One essential element of SEO is keyword research. It’s the cornerstone of high-quality, relevant content and a primary driver of online visibility. In this blog post, we’ll delve into keyword research and how you can leverage it to enhance your SEO.
What Is Keyword Research?
Keyword research involves identifying words and phrases people enter into search engines like Google, Yahoo, or Bing. These are keywords are those which describe your products, services, or general content topics, which may seem obvious, but effective keyword research may reveal that they are not as obvious as you think.
Keyword research serves as a compass for your content strategy and SEO plan. It helps you understand what topics your target audience cares about and how they search for information online. By incorporating these keywords into your website content, you’re effectively speaking the language of your audience and signaling to search engines that your content is relevant.
Does Keyword Research Really Matter?
I like to share a quick anecdote about the early days of HDTV sales in the United States to illustrate the importance of understanding your keywords and honing in on opportunities presented by long-tail keywords.
In the mid-aughts, as sales of high-definition televisions to the average American consumer started to take off, television brands crafted and honed their marketing positions. Most focused on their retail strategies, finding the right alignment with big-box retailers that would lead to sales.

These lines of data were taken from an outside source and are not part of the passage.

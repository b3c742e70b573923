pub use self::error::DatabaseError;
pub use self::manager::{DatabaseManager, Session};
pub use self::migrate::{ColumnReport, ColumnStatus, patch_notifications};
pub use self::schema::SchemaMetadata;

pub mod error;
pub mod manager;
pub mod migrate;
pub mod schema;
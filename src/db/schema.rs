use crate::config::DbType;

/// Contract with the application's `models` crate, which owns the table
/// definitions. The manager only needs a way to materialize every described
/// table; it never inspects them.
///
/// Statements must be individually idempotent (`CREATE TABLE IF NOT EXISTS`
/// shaped) so that [`crate::db::DatabaseManager::create_schema`] is safe to
/// run on every startup.
pub trait SchemaMetadata: Send + Sync {
    fn statements(&self, db_type: DbType) -> Vec<&'static str>;
}
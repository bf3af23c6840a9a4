//! # Decoder
//!
//! Collects symbols, selects a full-rank subset via forward elimination over
//! GF(2), then solves each payload bit-plane using the pivot order already
//! discovered during selection (§4.6 step 4 of the design notes: only
//! back-substitution repeats per bit-plane, not the elimination itself).

use bytes::Bytes;
use quanta::Instant;

use crate::block;
use crate::error::FountainError;
use crate::gf2::{BitRow, Elimination};
use crate::integrity::{self, Verified};
use crate::metrics::{self, FountainMetrics};

/// One accepted symbol: source-block indices plus the (already
/// integrity-verified and stripped) XOR payload.
#[derive(Debug, Clone)]
struct AcceptedSymbol {
    indices: Vec<usize>,
    payload: Bytes,
}

/// LT fountain decoder matched to a single encoder's parameters.
pub struct Decoder {
    block_size: usize,
    k: usize,
    orig_len: usize,
    integrity_check: bool,
    symbols: Vec<AcceptedSymbol>,
    metrics: FountainMetrics,
}

impl Decoder {
    /// Construct a decoder for `k` blocks of `block_size` bytes each,
    /// reconstructing to `orig_len` bytes. Fails if `block_size` or `k` is
    /// zero.
    pub fn new(
        block_size: usize,
        k: usize,
        orig_len: usize,
        integrity_check: bool,
    ) -> Result<Self, FountainError> {
        if block_size == 0 {
            return Err(FountainError::bad_parameter("block_size must be positive"));
        }
        if k == 0 {
            return Err(FountainError::bad_parameter("k must be positive"));
        }
        Ok(Decoder {
            block_size,
            k,
            orig_len,
            integrity_check,
            symbols: Vec::new(),
            metrics: FountainMetrics::new(),
        })
    }

    pub fn k(&self) -> usize {
        self.k
    }

    pub fn metrics(&self) -> &FountainMetrics {
        &self.metrics
    }

    pub fn symbol_count(&self) -> usize {
        self.symbols.len()
    }

    /// Accept a raw symbol. If integrity checking is enabled, verifies and
    /// strips the CRC tag first, dropping (and counting) the symbol on
    /// failure. A degenerate empty-index symbol is still appended — it
    /// contributes a zero row and is simply ignored by row selection.
    pub fn add_symbol(&mut self, indices: Vec<usize>, payload: &[u8]) {
        let stripped = if self.integrity_check {
            match integrity::verify_and_strip(payload) {
                Verified::Accepted(bytes) => bytes,
                Verified::Rejected(reason) => {
                    tracing::trace!(reason = reason.as_key(), "dropping symbol that failed integrity check");
                    self.metrics.record_symbol_rejected(reason.as_key());
                    return;
                }
            }
        } else {
            Bytes::copy_from_slice(payload)
        };

        self.metrics.record_degree(indices.len());
        self.symbols.push(AcceptedSymbol {
            indices,
            payload: stripped,
        });
    }

    /// Attempt to reconstruct the payload. `Ok(None)` means "not enough
    /// symbols yet" — callers add more and retry. Has no side effects on
    /// symbol state: a failed attempt leaves the decoder exactly as it was,
    /// and a later call with a strengthened symbol set may still succeed.
    pub fn decode(&mut self) -> Result<Option<Bytes>, FountainError> {
        if self.symbols.len() < self.k {
            return Ok(None);
        }

        if let Some(fast) = self.try_systematic_fast_path() {
            self.metrics.record_decode(0.0, true, self.k, self.symbols.len());
            return Ok(Some(fast));
        }

        let start = Instant::now();
        let matrix: Vec<BitRow> = self
            .symbols
            .iter()
            .map(|s| BitRow::from_indices(self.k, s.indices.iter().copied()))
            .collect();

        let elim = Elimination::build(&matrix);
        if elim.rank() < self.k {
            self.metrics
                .record_decode(metrics::elapsed_secs(start), false, elim.rank(), self.symbols.len());
            return Ok(None);
        }

        let total_bits = self.block_size * 8;
        let mut recovered = vec![vec![0u8; self.block_size]; self.k];
        for bit in 0..total_bits {
            let byte_idx = bit / 8;
            let bit_idx = bit % 8;
            let rhs: Vec<u8> = self
                .symbols
                .iter()
                .map(|s| (byte_at(&s.payload, byte_idx) >> bit_idx) & 1)
                .collect();

            let Some(solution) = elim.solve(&rhs) else {
                self.metrics
                    .record_decode(metrics::elapsed_secs(start), false, self.k, self.symbols.len());
                return Ok(None);
            };
            for (idx, bit_value) in solution.into_iter().enumerate() {
                if bit_value == 1 {
                    recovered[idx][byte_idx] |= 1 << bit_idx;
                }
            }
        }

        let blocks: Vec<Bytes> = recovered.into_iter().map(Bytes::from).collect();
        let payload = block::combine(&blocks, self.orig_len);
        self.metrics
            .record_decode(metrics::elapsed_secs(start), true, self.k, self.symbols.len());
        Ok(Some(payload))
    }

    fn try_systematic_fast_path(&self) -> Option<Bytes> {
        if self.symbols.len() < self.k {
            return None;
        }
        let mut seen = vec![false; self.k];
        for s in &self.symbols {
            if s.indices.len() == 1 {
                let idx = s.indices[0];
                if idx < self.k && !seen[idx] {
                    seen[idx] = true;
                }
            }
        }
        if !seen.iter().all(|&v| v) {
            return None;
        }

        let mut blocks: Vec<Option<Bytes>> = vec![None; self.k];
        for s in &self.symbols {
            if s.indices.len() == 1 {
                let idx = s.indices[0];
                if idx < self.k && blocks[idx].is_none() {
                    blocks[idx] = Some(s.payload.clone());
                }
            }
        }
        let blocks: Vec<Bytes> = blocks.into_iter().collect::<Option<Vec<_>>>()?;
        Some(block::combine(&blocks, self.orig_len))
    }
}

fn byte_at(payload: &[u8], i: usize) -> u8 {
    payload.get(i).copied().unwrap_or(0)
}
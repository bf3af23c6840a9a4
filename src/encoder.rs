//! # Encoder
//!
//! Emits a systematic prefix followed by degree-weighted XOR combinations
//! drawn from the robust-soliton distribution. Owns its block array and
//! degree CDF exclusively; nothing else mutates them.

use bytes::Bytes;
use rand::RngExt as _;
use rand::SeedableRng;
use rand::rngs::StdRng;

use crate::block;
use crate::error::FountainError;
use crate::integrity;
use crate::soliton::{DEFAULT_C, DEFAULT_DELTA, RobustSoliton};

/// One emitted symbol: the source-block indices XORed together and the
/// resulting payload (CRC-tagged if the encoder was built with
/// `integrity_check`).
#[derive(Debug, Clone, PartialEq, Eq)]
pub struct Symbol {
    pub indices: Vec<usize>,
    pub payload: Bytes,
}

impl Symbol {
    /// Degree of this symbol: the number of distinct source-block indices.
    pub fn degree(&self) -> usize {
        self.indices.len()
    }
}

/// Construction parameters for [`Encoder`], mirroring the teacher's
/// `...Config` + `Default` convention.
#[derive(Debug, Clone)]
pub struct EncoderConfig {
    pub block_size: usize,
    pub c: f64,
    pub delta: f64,
    pub systematic: bool,
    pub integrity_check: bool,
    /// `None` draws a fresh seed from the OS; set for reproducible runs.
    pub seed: Option<u64>,
}

impl Default for EncoderConfig {
    fn default() -> Self {
        EncoderConfig {
            block_size: 256,
            c: DEFAULT_C,
            delta: DEFAULT_DELTA,
            systematic: true,
            integrity_check: false,
            seed: None,
        }
    }
}

/// LT fountain encoder over a fixed payload.
pub struct Encoder {
    blocks: Vec<Bytes>,
    k: usize,
    dist: RobustSoliton,
    rng: StdRng,
    config: EncoderConfig,
    emitted: usize,
}

impl Encoder {
    /// Build an encoder over `data` per `config`. Fails on `block_size == 0`.
    pub fn new(data: &[u8], config: EncoderConfig) -> Result<Self, FountainError> {
        if config.block_size == 0 {
            return Err(FountainError::bad_parameter("block_size must be positive"));
        }
        let delta = config.delta.clamp(1e-6, 1.0 - 1e-6);
        let blocks = block::split(data, config.block_size);
        let k = blocks.len();
        let dist = RobustSoliton::new(k, config.c, delta);
        let rng = match config.seed {
            Some(seed) => StdRng::seed_from_u64(seed),
            None => StdRng::from_os_rng(),
        };

        Ok(Encoder {
            blocks,
            k,
            dist,
            rng,
            config: EncoderConfig { delta, ..config },
            emitted: 0,
        })
    }

    /// Number of source blocks.
    pub fn k(&self) -> usize {
        self.k
    }

    pub fn block_size(&self) -> usize {
        self.config.block_size
    }

    pub fn integrity_check(&self) -> bool {
        self.config.integrity_check
    }

    /// Emit all `k` systematic (degree-1) symbols in source-block order.
    pub fn emit_systematic(&self) -> Vec<Symbol> {
        (0..self.k)
            .map(|i| Symbol {
                indices: vec![i],
                payload: self.tag(&self.blocks[i]),
            })
            .collect()
    }

    /// Produce the next symbol. While `systematic` is enabled and fewer than
    /// `k` symbols have been emitted, returns the next systematic symbol;
    /// otherwise samples a degree and XOR-combines that many distinct
    /// randomly-chosen blocks.
    pub fn next_symbol(&mut self) -> Symbol {
        if self.k == 0 {
            self.emitted += 1;
            return Symbol {
                indices: Vec::new(),
                payload: self.tag(&[]),
            };
        }

        if self.config.systematic && self.emitted < self.k {
            let i = self.emitted;
            self.emitted += 1;
            return Symbol {
                indices: vec![i],
                payload: self.tag(&self.blocks[i]),
            };
        }

        self.emitted += 1;
        let degree = self.dist.sample(&mut self.rng).clamp(1, self.k);
        let mut indices = Vec::with_capacity(degree);
        while indices.len() < degree {
            let idx = self.rng.random_range(0..self.k);
            if !indices.contains(&idx) {
                indices.push(idx);
            }
        }

        let mut combined = self.blocks[indices[0]].to_vec();
        for &idx in &indices[1..] {
            for (dst, src) in combined.iter_mut().zip(self.blocks[idx].iter()) {
                *dst ^= src;
            }
        }

        Symbol {
            indices,
            payload: self.tag(&combined),
        }
    }

    /// Pull `n` symbols via repeated `next_symbol` calls.
    pub fn encode(&mut self, n: usize) -> Vec<Symbol> {
        (0..n).map(|_| self.next_symbol()).collect()
    }

    fn tag(&self, payload: &[u8]) -> Bytes {
        if self.config.integrity_check {
            integrity::attach(payload)
        } else {
            Bytes::copy_from_slice(payload)
        }
    }
}

#[cfg(test)]
mod tests {
    use super::*;

    fn cfg(block_size: usize) -> EncoderConfig {
        EncoderConfig {
            block_size,
            seed: Some(1337),
            ..Default::default()
        }
    }

    // ─── construction ───────────────────────────────────────────────────

    #[test]
    fn zero_block_size_is_bad_parameter() {
        let err = Encoder::new(b"data", EncoderConfig { block_size: 0, ..Default::default() })
            .unwrap_err();
        assert!(matches!(err, FountainError::BadParameter { .. }));
    }

    #[test]
    fn empty_payload_yields_k_one() {
        let enc = Encoder::new(b"", cfg(4)).unwrap();
        assert_eq!(enc.k(), 1);
    }

    // ─── systematic emission ────────────────────────────────────────────

    #[test]
    fn emit_systematic_covers_every_block_exactly_once() {
        let enc = Encoder::new(b"HELLO FOUNTAIN", cfg(4)).unwrap();
        let symbols = enc.emit_systematic();
        assert_eq!(symbols.len(), enc.k());
        for (i, s) in symbols.iter().enumerate() {
            assert_eq!(s.indices, vec![i]);
            assert_eq!(s.degree(), 1);
        }
    }

    #[test]
    fn next_symbol_emits_systematic_prefix_then_random() {
        let mut enc = Encoder::new(b"HELLO FOUNTAIN", cfg(4)).unwrap();
        let k = enc.k();
        for i in 0..k {
            let s = enc.next_symbol();
            assert_eq!(s.indices, vec![i]);
        }
        let redundant = enc.next_symbol();
        assert!(redundant.degree() >= 1 && redundant.degree() <= k);
    }

    // ─── degree bounds (invariant 5) ────────────────────────────────────

    #[test]
    fn every_symbol_has_degree_in_range_and_distinct_indices() {
        let mut enc = Encoder::new(&vec![0xAB; 400], cfg(8)).unwrap();
        let k = enc.k();
        for s in enc.encode(k * 4) {
            assert!(s.degree() >= 1 && s.degree() <= k);
            let mut sorted = s.indices.clone();
            sorted.sort_unstable();
            sorted.dedup();
            assert_eq!(sorted.len(), s.indices.len(), "indices must be distinct");
        }
    }

    #[test]
    fn payload_length_includes_tag_when_enabled() {
        let mut enc = Encoder::new(
            b"CRC protected fountain blocks",
            EncoderConfig {
                block_size: 4,
                integrity_check: true,
                seed: Some(1),
                ..Default::default()
            },
        )
        .unwrap();
        for s in enc.encode(10) {
            assert_eq!(s.payload.len(), 4 + 4);
        }
    }

    // ─── reproducibility ────────────────────────────────────────────────

    #[test]
    fn same_seed_produces_same_stream() {
        let mut a = Encoder::new(b"reproducible data here", cfg(5)).unwrap();
        let mut b = Encoder::new(b"reproducible data here", cfg(5)).unwrap();
        let sa = a.encode(20);
        let sb = b.encode(20);
        assert_eq!(sa, sb);
    }
}
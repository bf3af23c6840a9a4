//! # Metrics
//!
//! Append-only counters and histograms with no role in codec correctness.
//! Mirrors the teacher's `SenderStats`/`ReceiverStats` shape: a plain
//! `Default`-derived struct, zero-guarded derived-rate methods, and a
//! `summary()` snapshot suitable for JSON export.

use std::collections::HashMap;

use quanta::Instant;
use serde::Serialize;

/// Fountain-coding instrumentation: degree histogram, decode attempts, and
/// symbol rejections. No semantic role in correctness — read by operators
/// and tests.
#[derive(Debug, Clone, Default)]
pub struct FountainMetrics {
    degree_hist: HashMap<usize, u64>,
    decode_durations: Vec<f64>,
    decode_attempts: u64,
    decode_successes: u64,
    decode_failures: u64,
    symbols_used: Vec<usize>,
    symbols_available: Vec<usize>,
    rejected_symbols: HashMap<&'static str, u64>,
    total_symbols: u64,
}

impl FountainMetrics {
    pub fn new() -> Self {
        Self::default()
    }

    /// Record one emitted/accepted symbol's degree. No-op for `d == 0`.
    pub fn record_degree(&mut self, degree: usize) {
        if degree == 0 {
            return;
        }
        *self.degree_hist.entry(degree).or_insert(0) += 1;
        self.total_symbols += 1;
    }

    /// Record the outcome of one `decode()` attempt.
    pub fn record_decode(
        &mut self,
        duration_secs: f64,
        success: bool,
        symbols_used: usize,
        total_available: usize,
    ) {
        self.decode_attempts += 1;
        if success {
            self.decode_successes += 1;
        } else {
            self.decode_failures += 1;
        }
        self.decode_durations.push(duration_secs);
        self.symbols_used.push(symbols_used);
        self.symbols_available.push(total_available);
    }

    /// Record a dropped symbol by reason key (`"too_short"`,
    /// `"crc_mismatch"`).
    pub fn record_symbol_rejected(&mut self, reason: &'static str) {
        *self.rejected_symbols.entry(reason).or_insert(0) += 1;
    }

    /// Merge another metrics instance into this one, element-wise.
    pub fn merge(&mut self, other: &FountainMetrics) {
        for (&d, &count) in &other.degree_hist {
            *self.degree_hist.entry(d).or_insert(0) += count;
        }
        self.decode_durations.extend(&other.decode_durations);
        self.decode_attempts += other.decode_attempts;
        self.decode_successes += other.decode_successes;
        self.decode_failures += other.decode_failures;
        self.symbols_used.extend(&other.symbols_used);
        self.symbols_available.extend(&other.symbols_available);
        for (&reason, &count) in &other.rejected_symbols {
            *self.rejected_symbols.entry(reason).or_insert(0) += count;
        }
        self.total_symbols += other.total_symbols;
    }

    /// Count of accepted symbols of a given degree.
    pub fn degree_count(&self, degree: usize) -> u64 {
        self.degree_hist.get(&degree).copied().unwrap_or(0)
    }

    /// Count of symbols rejected for a given reason key.
    pub fn rejected_count(&self, reason: &str) -> u64 {
        self.rejected_symbols.get(reason).copied().unwrap_or(0)
    }

    pub fn decode_attempts(&self) -> u64 {
        self.decode_attempts
    }

    pub fn decode_successes(&self) -> u64 {
        self.decode_successes
    }

    /// Fraction of decode attempts that succeeded. `0.0` when no attempts
    /// have been recorded.
    pub fn decode_success_rate(&self) -> f64 {
        if self.decode_attempts == 0 {
            0.0
        } else {
            self.decode_successes as f64 / self.decode_attempts as f64
        }
    }

    /// Mean decode duration in seconds. `0.0` when empty.
    pub fn average_decode_duration(&self) -> f64 {
        mean(&self.decode_durations)
    }

    /// Mean number of symbols consumed per decode attempt. `0.0` when empty.
    pub fn average_symbols_used(&self) -> f64 {
        mean(&self.symbols_used.iter().map(|&v| v as f64).collect::<Vec<_>>())
    }

    /// Mean degree across all recorded symbols. `0.0` when empty.
    pub fn average_degree(&self) -> f64 {
        if self.total_symbols == 0 {
            return 0.0;
        }
        let weighted: u64 = self.degree_hist.iter().map(|(&d, &c)| d as u64 * c).sum();
        weighted as f64 / self.total_symbols as f64
    }

    /// A point-in-time snapshot suitable for JSON export / test assertions.
    pub fn summary(&self) -> MetricsSummary {
        MetricsSummary {
            total_symbols: self.total_symbols,
            degree_hist: self
                .degree_hist
                .iter()
                .map(|(&d, &c)| (d, c))
                .collect(),
            average_degree: self.average_degree(),
            decode_attempts: self.decode_attempts,
            decode_successes: self.decode_successes,
            decode_failures: self.decode_failures,
            decode_success_rate: self.decode_success_rate(),
            average_decode_duration: self.average_decode_duration(),
            average_symbols_used: self.average_symbols_used(),
            rejected_symbols: self
                .rejected_symbols
                .iter()
                .map(|(&k, &v)| (k.to_string(), v))
                .collect(),
        }
    }
}

fn mean(values: &[f64]) -> f64 {
    if values.is_empty() {
        0.0
    } else {
        values.iter().sum::<f64>() / values.len() as f64
    }
}

/// Helper for timing a `decode()` call with `quanta`, matching the teacher's
/// use of `quanta::Instant` over `std::time::Instant` elsewhere in the crate.
pub fn elapsed_secs(start: Instant) -> f64 {
    Instant::now().duration_since(start).as_secs_f64()
}

/// Serializable snapshot returned by [`FountainMetrics::summary`].
#[derive(Debug, Clone, Serialize)]
pub struct MetricsSummary {
    pub total_symbols: u64,
    pub degree_hist: HashMap<usize, u64>,
    pub average_degree: f64,
    pub decode_attempts: u64,
    pub decode_successes: u64,
    pub decode_failures: u64,
    pub decode_success_rate: f64,
    pub average_decode_duration: f64,
    pub average_symbols_used: f64,
    pub rejected_symbols: HashMap<String, u64>,
}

Many brands were scared off of spending big money on digital marketing for two reasons: 1) at the time, the consumer was not super-eager to purchase a high-definition television online and felt they needed the consultative assistance that came with the in-store experience, and 2) brands saw how much Sony was spending to rank #1 for “HDTV,” “high-definition television,” and related common keywords. I read once estimate that Sony was paying as much as $40 per click on the “HDTV” search term.
Vizio, which was founded in 2002, was eager and scrappy. Knowing they would never be able out-bid Sony for those major terms and their brand was not strong enough to persuade retailers to give them prominent shelf space, Vizio discovered a backdoor to visibility with the American consumer: long-tail search terms.
Rather than focus on the high-priced terms Sony was dominating, Vizio honed in on terms like “best HDTV for playing XBox” and “high definition television for sports,” often as a laughable 1/20th the cost of Sony’s campaign.
Largely thanks to that early success driven by effective keyword research, Vizio is now the #2 (or #3, depending who you trust) HDTV brand in the United States – one spot higher than Sony.
How to Conduct Keyword Research: A Step-By-Step Guide
- Identify Your Niche Topics: Start by brainstorming broad topics relevant to your business. For example, if you own a fitness gear store, potential topics could be “home gym equipment,” “fitness trackers,” “yoga mats,” and “hydration packs.”
- Generate Keyword Ideas: Based on your niche topics, create a list of potential keywords. Continuing the fitness store example, you might consider “best fitness trackers,” “yoga mats for beginners,” and “hydration packs for hiking.”
- Use Keyword Research Tools: Tools like Google’s Keyword Planner, SEMRush, Ahrefs, or Moz can help you expand your list of keywords and provide information about search volume (how often a term is searched), keyword difficulty (how hard it will be to rank for a term), and more.
- Consider Search Intent: Not all searches are created equal. Someone searching “how to choose a fitness tracker” is likely at a different stage of their buying journey than someone searching “buy fitness tracker online.” It’s essential to understand and cater to this search intent.
- Analyze Your Competition: Look at the keywords your competitors are targeting. Can you compete for the same keywords, or are there gaps in their strategy you could exploit? Tools like SEMRush and Ahrefs can help you with competitor analysis.
- Prioritize Your Keywords: Based on the data from your keyword research tools, prioritize your keywords. Consider factors like search volume, keyword difficulty, your website’s current ranking for the keyword, and relevance to your business.
Implementing Keywords in Your Content
Once you have your keywords, you need to incorporate them into your content which is a significant focus of our on-page SEO guide. But here are some simple practices to get started:
- Title Tags: Make sure your primary keyword appears in your page’s title tag. This tag is the clickable headline that appears on SERPs and is a significant ranking factor.
- Meta Descriptions: While not a direct ranking factor, meta descriptions can influence click-through rates. Ensure your meta description summarizes the page’s content effectively and includes your primary keyword.
- URLs: Keep your URLs simple and keyword-rich. A good URL provides both users and search engines with a clear indication of what the page will be about.
- Content: Integrate your keywords naturally within your content. Avoid keyword stuffing, as this can lead to penalties from search engines. Instead, focus on writing high-quality, informative content that uses keywords in context.
- Alt Text for Images: Search engines cannot ‘see’ images. Instead, they read the alt text. By including your keyword in the image’s alt text, you can boost your SEO.
- Internal and External Links: Use your keywords in the anchor text of your internal and external links when relevant. This can help search engines understand what the linked page is about.